SEATTLE - Contingent faculty, including adjunct professors, are holding a conference Saturday at South Seattle College to discuss the mounting difficulties part-time instructors face at work.

Almost 70 percent of college professors across the United States are contingent faculty. Part-time instructors sometimes rely on public assistance and unemployment benefits in order to make ends meet.

"We have professional college teachers who have master's degrees in their field who have very little income, are on food stamps, or things like that," said Michael Boggess, who has been an adjunct English professor at Pierce College in Lakewood for 15 years.

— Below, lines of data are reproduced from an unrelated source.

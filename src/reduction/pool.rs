//! Fixed-size worker pool for bin merge jobs.
//!
//! `pool_size` worker tasks share one bounded job queue. Each job carries
//! the bins of one merge group plus a oneshot channel for its result, so a
//! round is a fan-out of jobs followed by awaiting every reply in group
//! order. Concurrency never exceeds the pool size no matter how many groups
//! a round has.
//!
//! Merging is CPU work, so each worker hands its job to tokio's blocking
//! thread pool and waits for it. Jobs therefore run in parallel even on a
//! current-thread runtime.

use std::sync::Arc;
use tokio::sync::{mpsc, oneshot, Mutex};
use tokio::task::JoinSet;
use tracing::{trace, warn};

use super::kw::merge_group;
use super::ReductionError;
use crate::types::{Adjacency, NodeId};

/// Nodes sharing one color.
pub type Bin = Vec<NodeId>;

struct MergeJob {
    group: Vec<Bin>,
    reply: oneshot::Sender<Vec<Bin>>,
}

/// Worker pool bound to one reduction (fixed adjacency and core size).
pub struct MergePool {
    jobs: mpsc::Sender<MergeJob>,
    workers: JoinSet<()>,
}

impl MergePool {
    /// Start `size` workers (at least one).
    pub fn spawn(size: usize, adjacency: Arc<Adjacency>, core_len: usize) -> Self {
        let size = size.max(1);
        let (jobs, queue) = mpsc::channel::<MergeJob>(size.saturating_mul(2));
        let queue = Arc::new(Mutex::new(queue));
        let mut workers = JoinSet::new();

        for worker in 0..size {
            let queue = Arc::clone(&queue);
            let adjacency = Arc::clone(&adjacency);
            workers.spawn(async move {
                loop {
                    let job = { queue.lock().await.recv().await };
                    let Some(MergeJob { group, reply }) = job else { break };
                    let adjacency = Arc::clone(&adjacency);
                    let merge = tokio::task::spawn_blocking(move || {
                        merge_group(group, core_len, &adjacency)
                    });
                    match merge.await {
                        // A dropped receiver means the round was abandoned.
                        Ok(merged) => {
                            let _ = reply.send(merged);
                        }
                        // Dropping `reply` fails the round with a worker error.
                        Err(e) => warn!(worker, error = %e, "merge job failed"),
                    }
                }
                trace!(worker, "merge worker stopped");
            });
        }

        Self { jobs, workers }
    }

    /// Number of live workers.
    pub fn size(&self) -> usize {
        self.workers.len()
    }

    /// Merge every group and concatenate the results in group order.
    pub async fn run_round(&mut self, groups: Vec<Vec<Bin>>) -> Result<Vec<Bin>, ReductionError> {
        let mut pending = Vec::with_capacity(groups.len());
        for group in groups {
            let (reply, done) = oneshot::channel();
            self.jobs
                .send(MergeJob { group, reply })
                .await
                .map_err(|_| ReductionError::PoolClosed)?;
            pending.push(done);
        }

        let mut bins = Vec::new();
        for done in pending {
            let merged = done
                .await
                .map_err(|_| ReductionError::Worker("merge job dropped without a result".into()))?;
            bins.extend(merged);
        }
        Ok(bins)
    }

    /// Close the queue and wait for every worker to exit.
    pub async fn shutdown(self) -> Result<(), ReductionError> {
        let Self { jobs, mut workers } = self;
        drop(jobs);
        while let Some(joined) = workers.join_next().await {
            joined?;
        }
        Ok(())
    }
}

#[cfg(test)]
mod tests {
    use super::*;

    fn ids(raw: &[usize]) -> Bin {
        raw.iter().copied().map(NodeId::new).collect()
    }

    #[tokio::test]
    async fn test_round_preserves_group_order() {
        // No edges: every later bin folds into core bin 0.
        let adjacency = Arc::new(vec![Vec::new(); 8]);
        let mut pool = MergePool::spawn(3, adjacency, 1);
        assert_eq!(pool.size(), 3);

        let groups = vec![
            vec![ids(&[0]), ids(&[1])],
            vec![ids(&[2]), ids(&[3])],
            vec![ids(&[4]), ids(&[5])],
            vec![ids(&[6]), ids(&[7])],
        ];
        let bins = pool.run_round(groups).await.unwrap();
        assert_eq!(
            bins,
            vec![ids(&[0, 1]), ids(&[2, 3]), ids(&[4, 5]), ids(&[6, 7])]
        );
        pool.shutdown().await.unwrap();
    }

    #[tokio::test(flavor = "current_thread")]
    async fn test_current_thread_runtime_completes_round() {
        // Path 0-1-2 per group: node 2 joins core bin 0.
        let adjacency = Arc::new(vec![
            ids(&[1]),
            ids(&[0, 2]),
            ids(&[1]),
            ids(&[4]),
            ids(&[3, 5]),
            ids(&[4]),
        ]);
        let mut pool = MergePool::spawn(4, adjacency, 2);
        let groups = vec![
            vec![ids(&[0]), ids(&[1]), ids(&[2])],
            vec![ids(&[3]), ids(&[4]), ids(&[5])],
        ];
        let bins = pool.run_round(groups).await.unwrap();
        assert_eq!(bins, vec![ids(&[0, 2]), ids(&[1]), ids(&[3, 5]), ids(&[4])]);
        pool.shutdown().await.unwrap();
    }

    #[tokio::test]
    async fn test_zero_size_gets_one_worker() {
        let mut pool = MergePool::spawn(0, Arc::new(Vec::new()), 1);
        assert_eq!(pool.size(), 1);
        assert!(pool.run_round(Vec::new()).await.unwrap().is_empty());
        pool.shutdown().await.unwrap();
    }

    #[tokio::test]
    async fn test_more_groups_than_queue_capacity() {
        let n = 64;
        let adjacency = Arc::new(vec![Vec::new(); n]);
        let mut pool = MergePool::spawn(1, adjacency, 1);
        let groups: Vec<Vec<Bin>> = (0..n / 2)
            .map(|g| vec![ids(&[2 * g]), ids(&[2 * g + 1])])
            .collect();

        let bins = pool.run_round(groups).await.unwrap();
        assert_eq!(bins.len(), n / 2);
        pool.shutdown().await.unwrap();
    }
}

Boggess said teachers can be on the brink of homelessness if one of their classes is cut. Adjuncts often shuffle between campuses and, while the pay scale for courses varies from college to college, many live on wages near the poverty line.

Adjunct professors increasingly are joining unions for protection at work. The United Academics of Philadelphia, which also represents full-time faculty and will have representatives at the conference on Saturday, is one of the big unions attempting to join isolated unions from different colleges together to create a citywide coalition of contingent faculty. Boggess, who also is a member of the American Federation of Teachers, said that unified voice also gives part-timers an opportunity to participate in governance at the places where they work.

"We have to work hard at the bargaining tables at these different community colleges in order to have stipends to go to meetings where the decisions in the departments are made," he said, "so that adjunct faculty can have a voice in the policies of the college."

The Contingent Faculty Issues Conference will be held beginning at 9 a.m. Saturday at the Georgetown campus of South Seattle College.